Control of translation by the 5'- and 3'-terminal regions of the dengue virus genome

Wei-Wei Chiu  1 Richard M KinneyTheo W Dreher
Affiliations

Control of translation by the 5'- and 3'-terminal regions of the dengue virus genome

Wei-Wei Chiu et al. J Virol. 2005 Jul.

Abstract

The genomic RNAs of flaviviruses such as dengue virus (DEN) have a 5' m7GpppN cap like those of cellular mRNAs but lack a 3' poly(A) tail. We have studied the contributions to translational expression of 5'- and 3'-terminal regions of the DEN serotype 2 genome by using luciferase reporter mRNAs transfected into Vero cells. DCLD RNA contained the entire DEN 5' and 3' untranslated regions (UTRs), as well as the first 36 codons of the capsid coding region fused to the luciferase reporter gene.
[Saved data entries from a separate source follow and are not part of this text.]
//! Identifier normalization shared by every stage.
//!
//! Condition IDs are stored as 64 lowercase hex characters without a `0x`
//! prefix. Addresses and transaction hashes keep the `0x` prefix and are
//! lowercased. Both sides of every join go through these functions.

use crate::model::DataQuality;
use ethers::types::U256;

pub const CONDITION_ID_HEX_LEN: usize = 64;
const TX_HASH_HEX_LEN: usize = 64;

fn strip_hex_prefix(raw: &str) -> &str {
    let mut s = raw.trim();
    while let Some(rest) = s.strip_prefix("0x").or_else(|| s.strip_prefix("0X")) {
        s = rest;
    }
    s
}

fn is_hex(s: &str) -> bool {
    s.bytes().all(|b| b.is_ascii_hexdigit())
}

/// Canonical form of a condition ID. Idempotent; does not validate.
pub fn normalize_condition_id(raw: &str) -> String {
    strip_hex_prefix(raw).to_ascii_lowercase()
}

/// Normalize and validate a condition ID.
///
/// The all-zero ID is a sentinel written by upstream feeds for "unknown" and
/// is rejected separately from malformed input.
pub fn parse_condition_id(raw: &str) -> Result<String, DataQuality> {
    let id = normalize_condition_id(raw);
    if id.len() != CONDITION_ID_HEX_LEN || !is_hex(&id) {
        return Err(DataQuality::MalformedConditionId);
    }
    if id.bytes().all(|b| b == b'0') {
        return Err(DataQuality::SentinelConditionId);
    }
    Ok(id)
}

pub fn is_canonical_condition_id(id: &str) -> bool {
    matches!(parse_condition_id(id), Ok(ref n) if n == id)
}

/// `0x` + 40 lowercase hex characters.
pub fn normalize_address(raw: &str) -> String {
    format!("0x{}", strip_hex_prefix(raw).to_ascii_lowercase())
}

/// `0x` + 64 lowercase hex characters.
pub fn normalize_tx_hash(raw: &str) -> String {
    format!("0x{}", strip_hex_prefix(raw).to_ascii_lowercase())
}

pub fn is_valid_tx_hash(hash: &str) -> bool {
    let body = strip_hex_prefix(hash);
    body.len() == TX_HASH_HEX_LEN && is_hex(body)
}

/// ERC-1155 position ids are compared as decimal strings; feeds that
/// publish them as hex are converted.
pub fn normalize_token_id(raw: &str) -> Option<String> {
    let s = raw.trim();
    if s.is_empty() {
        return None;
    }
    let value = match s.strip_prefix("0x").or_else(|| s.strip_prefix("0X")) {
        Some(hex) => U256::from_str_radix(hex, 16).ok()?,
        None => U256::from_dec_str(s).ok()?,
    };
    Some(value.to_string())
}

/// How a batch of identifiers is formatted. Mixed conventions inside one
/// upstream table point at a broken feed rather than missing data.
#[derive(Debug, Default, Clone, Copy, PartialEq, Eq)]
pub struct FormatProfile {
    pub prefixed: usize,
    pub unprefixed: usize,
    pub uppercase: usize,
}

impl FormatProfile {
    pub fn of<'a>(ids: impl IntoIterator<Item = &'a str>) -> Self {
        let mut profile = FormatProfile::default();
        for id in ids {
            let id = id.trim();
            let body = match id.strip_prefix("0x").or_else(|| id.strip_prefix("0X")) {
                Some(body) => {
                    profile.prefixed += 1;
                    body
                }
                None => {
                    profile.unprefixed += 1;
                    id
                }
            };
            if body.bytes().any(|b| b.is_ascii_uppercase()) {
                profile.uppercase += 1;
            }
        }
        profile
    }

    pub fn is_mixed(&self) -> bool {
        self.prefixed > 0 && self.unprefixed > 0
    }
}

#[cfg(test)]
mod tests {
    use super::*;

    const CID: &str = "e3b1bc389210504ebcb9cffe4b0ed06ccac50561e0f24abb6379984cec030f00";

    #[test]
    fn prefixed_mixed_case_matches_plain_lowercase() {
        let upper = format!("0x{}", CID.to_uppercase());
        assert_eq!(normalize_condition_id(&upper), CID);
        assert_eq!(normalize_condition_id(CID), CID);
    }

    #[test]
    fn normalization_is_idempotent() {
        let inputs = [
            CID.to_string(),
            format!("0X{}", CID),
            format!("0x0x{}", CID),
            " 0xAB ".into(),
        ];
        for raw in inputs {
            let once = normalize_condition_id(&raw);
            assert_eq!(normalize_condition_id(&once), once);
        }
    }

    #[test]
    fn sentinel_and_malformed_ids_are_rejected() {
        assert_eq!(parse_condition_id(&"0".repeat(64)), Err(DataQuality::SentinelConditionId));
        assert_eq!(parse_condition_id("0x1234"), Err(DataQuality::MalformedConditionId));
        assert_eq!(parse_condition_id(""), Err(DataQuality::MalformedConditionId));
        assert_eq!(parse_condition_id(&"g".repeat(64)), Err(DataQuality::MalformedConditionId));
        assert_eq!(parse_condition_id(&format!("0x{}", CID)).as_deref(), Ok(CID));
        assert!(is_canonical_condition_id(CID));
        assert!(!is_canonical_condition_id(&format!("0x{}", CID)));
    }

    #[test]
    fn addresses_and_hashes_keep_prefix() {
        assert_eq!(
            normalize_address("0xD59D03EEB0FD5979C702BA20BCC25DA2AE1D9723"),
            "0xd59d03eeb0fd5979c702ba20bcc25da2ae1d9723"
        );
        assert!(is_valid_tx_hash(&format!("0x{}", CID)));
        assert!(!is_valid_tx_hash("0xabc"));
    }

    #[test]
    fn token_ids_compare_as_decimal() {
        assert_eq!(normalize_token_id(" 255 ").as_deref(), Some("255"));
        assert_eq!(normalize_token_id("0xff").as_deref(), Some("255"));
        assert_eq!(normalize_token_id(""), None);
        assert_eq!(normalize_token_id("12ab"), None);
    }

    #[test]
    fn format_profile_flags_mixed_conventions() {
        let ids = [format!("0x{}", CID), CID.to_string(), CID.to_uppercase()];
        let profile = FormatProfile::of(ids.iter().map(String::as_str));
        assert!(profile.is_mixed());
        assert_eq!(profile.prefixed, 1);
        assert_eq!(profile.unprefixed, 2);
        assert_eq!(profile.uppercase, 1);
    }

    #[test]
    fn uppercase_at_the_start_of_a_bare_id_is_counted() {
        let bare = format!("AB{}", &CID[2..]);
        assert_eq!(FormatProfile::of([bare.as_str()]).uppercase, 1);
        assert_eq!(FormatProfile::of(["0Xab"]).uppercase, 0);
        assert_eq!(FormatProfile::of(["0xAb"]).uppercase, 1);
    }
}
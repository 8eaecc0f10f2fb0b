mod events;

pub use events::{
    decode_log, event_topics, DecodeError, EventTopics, TRANSFER_BATCH_SIGNATURE,
    TRANSFER_SIGNATURE, TRANSFER_SINGLE_SIGNATURE,
};

use crate::error::{PipelineError, Result};
use crate::ids::normalize_address;
use std::collections::HashSet;

pub const ZERO_ADDRESS: &str = "0x0000000000000000000000000000000000000000";

/// Block the CTF exchange was deployed at on Polygon.
pub const POLYGON_START_BLOCK: u64 = 33_605_403;

#[derive(Debug, Clone)]
pub struct ContractConfig {
    pub exchange: String,
    pub neg_risk_adapter: String,
    pub neg_risk_exchange: String,
    pub collateral: String,
    pub conditional_tokens: String,
}

impl ContractConfig {
    /// Contracts and the zero address: they move tokens on behalf of
    /// wallets but never own a position.
    pub fn infrastructure_addresses(&self) -> HashSet<String> {
        [
            &self.exchange,
            &self.neg_risk_adapter,
            &self.neg_risk_exchange,
            &self.collateral,
            &self.conditional_tokens,
        ]
        .into_iter()
        .map(|a| normalize_address(a))
        .chain(std::iter::once(ZERO_ADDRESS.to_string()))
        .collect()
    }
}

pub fn get_contract_config(chain_id: u64) -> Result<ContractConfig> {
    match chain_id {
        137 => Ok(ContractConfig {
            exchange: "0x4bFb41d5B3570DeFd03C39a9A4D8dE6Bd8B8982E".to_string(),
            neg_risk_adapter: "0xd91E80cF2E7be2e162c6513ceD06f1dD0dA35296".to_string(),
            neg_risk_exchange: "0xC5d563A36AE78145C45a50134d48A1215220f80a".to_string(),
            collateral: "0x2791Bca1f2de4661ED88A30C99A7a9449Aa84174".to_string(),
            conditional_tokens: "0x4D97DCd97eC945f40cF65F87097ACe5EA0476045".to_string(),
        }),
        80002 => Ok(ContractConfig {
            exchange: "0xdFE02Eb6733538f8Ea35D585af8DE5958AD99E40".to_string(),
            neg_risk_adapter: "0xd91E80cF2E7be2e162c6513ceD06f1dD0dA35296".to_string(),
            neg_risk_exchange: "0xC5d563A36AE78145C45a50134d48A1215220f80a".to_string(),
            collateral: "0x9c4e1703476e875070ee25b56a58b008cfb8fa78".to_string(),
            conditional_tokens: "0x69308FB512518e39F9b16112fA8d994F4e2Bf8bB".to_string(),
        }),
        _ => Err(PipelineError::Config(format!(
            "unsupported chain id {}: use 137 (Polygon) or 80002 (Amoy)",
            chain_id
        ))),
    }
}

#[cfg(test)]
mod tests {
    use super::*;

    #[test]
    fn infrastructure_set_is_normalized() {
        let cfg = get_contract_config(137).unwrap();
        let infra = cfg.infrastructure_addresses();
        assert!(infra.contains("0x4bfb41d5b3570defd03c39a9a4d8de6bd8b8982e"));
        assert!(infra.contains(ZERO_ADDRESS));
        assert_eq!(infra.len(), 6);
    }

    #[test]
    fn unknown_chain_is_a_config_error() {
        assert!(matches!(get_contract_config(1), Err(PipelineError::Config(_))));
    }
}
//! Wizard steps.

use serde::{Deserialize, Serialize};
use std::fmt;

/// One of the six registration steps, in order
#[derive(Clone, Copy, Debug, Default, PartialEq, Eq, PartialOrd, Ord, Hash, Serialize, Deserialize)]
pub enum Step {
    /// Choose a service or programme
    #[default]
    SelectEvent,
    /// Date, time and attendance
    EventDetails,
    /// Meals, childcare, transport
    AddOns,
    /// Contact details and requests
    GuestInfo,
    /// Review totals and submit
    Review,
    /// Registration complete
    Confirmation,
}

impl Step {
    /// All steps in wizard order
    pub const ALL: [Self; 6] = [
        Self::SelectEvent,
        Self::EventDetails,
        Self::AddOns,
        Self::GuestInfo,
        Self::Review,
        Self::Confirmation,
    ];

    /// 1-based position in the wizard
    #[must_use]
    pub const fn number(self) -> u8 {
        match self {
            Self::SelectEvent => 1,
            Self::EventDetails => 2,
            Self::AddOns => 3,
            Self::GuestInfo => 4,
            Self::Review => 5,
            Self::Confirmation => 6,
        }
    }

    /// The step at a 1-based position
    #[must_use]
    pub const fn from_number(number: u8) -> Option<Self> {
        match number {
            1 => Some(Self::SelectEvent),
            2 => Some(Self::EventDetails),
            3 => Some(Self::AddOns),
            4 => Some(Self::GuestInfo),
            5 => Some(Self::Review),
            6 => Some(Self::Confirmation),
            _ => None,
        }
    }

    /// The following step, `None` on the last
    #[must_use]
    pub const fn next(self) -> Option<Self> {
        Self::from_number(self.number() + 1)
    }

    /// The preceding step, `None` on the first
    #[must_use]
    pub const fn previous(self) -> Option<Self> {
        Self::from_number(self.number() - 1)
    }

    /// Heading shown in the progress bar
    #[must_use]
    pub const fn title(self) -> &'static str {
        match self {
            Self::SelectEvent => "Select Event",
            Self::EventDetails => "Event Details",
            Self::AddOns => "Additional Services",
            Self::GuestInfo => "Guest Information",
            Self::Review => "Registration",
            Self::Confirmation => "Confirmation",
        }
    }

    /// Subtitle shown in the progress bar
    #[must_use]
    pub const fn description(self) -> &'static str {
        match self {
            Self::SelectEvent => "Choose your service or program",
            Self::EventDetails => "Date, time, and attendance",
            Self::AddOns => "Meals, childcare, transport",
            Self::GuestInfo => "Your details and needs",
            Self::Review => "Complete your registration",
            Self::Confirmation => "Registration complete",
        }
    }
}

impl fmt::Display for Step {
    fn fmt(&self, f: &mut fmt::Formatter<'_>) -> fmt::Result {
        write!(f, "{}. {}", self.number(), self.title())
    }
}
Capped DCLD RNA was as efficiently translated in Vero cells as capped GLGpA RNA, a reporter with UTRs from the highly expressed alpha-globin mRNA and a 72-residue poly(A) tail. Analogous reporter RNAs with regulatory sequences from West Nile and Sindbis viruses were also strongly expressed. Although capped DCLD RNA was expressed much more efficiently than its uncapped form, uncapped DCLD RNA was translated 6 to 12 times more efficiently than uncapped RNAs with UTRs from globin mRNA. The 5' cap and DEN 3' UTR were the main sources of the translational efficiency of DCLD RNA, and they acted synergistically in enhancing translation. The DEN 3' UTR increased mRNA stability, although this effect was considerably weaker than the enhancement of translational efficiency. The DEN 3' UTR thus has translational regulatory properties similar to those of a poly(A) tail. Its translation-enhancing effect was observed for RNAs with globin or DEN 5' sequences, indicating no codependency between viral 5' and 3' sequences. Deletion studies showed that translational enhancement provided by the DEN 3' UTR is attributable to the cumulative contributions of several conserved elements, as well as a nonconserved domain adjacent to the stop codon. One of the conserved elements was the conserved sequence (CS) CS1 that is complementary to cCS1 present in the 5' end of the DEN polyprotein open reading frame. Complementarity between CS1 and cCS1 was not required for efficient translation.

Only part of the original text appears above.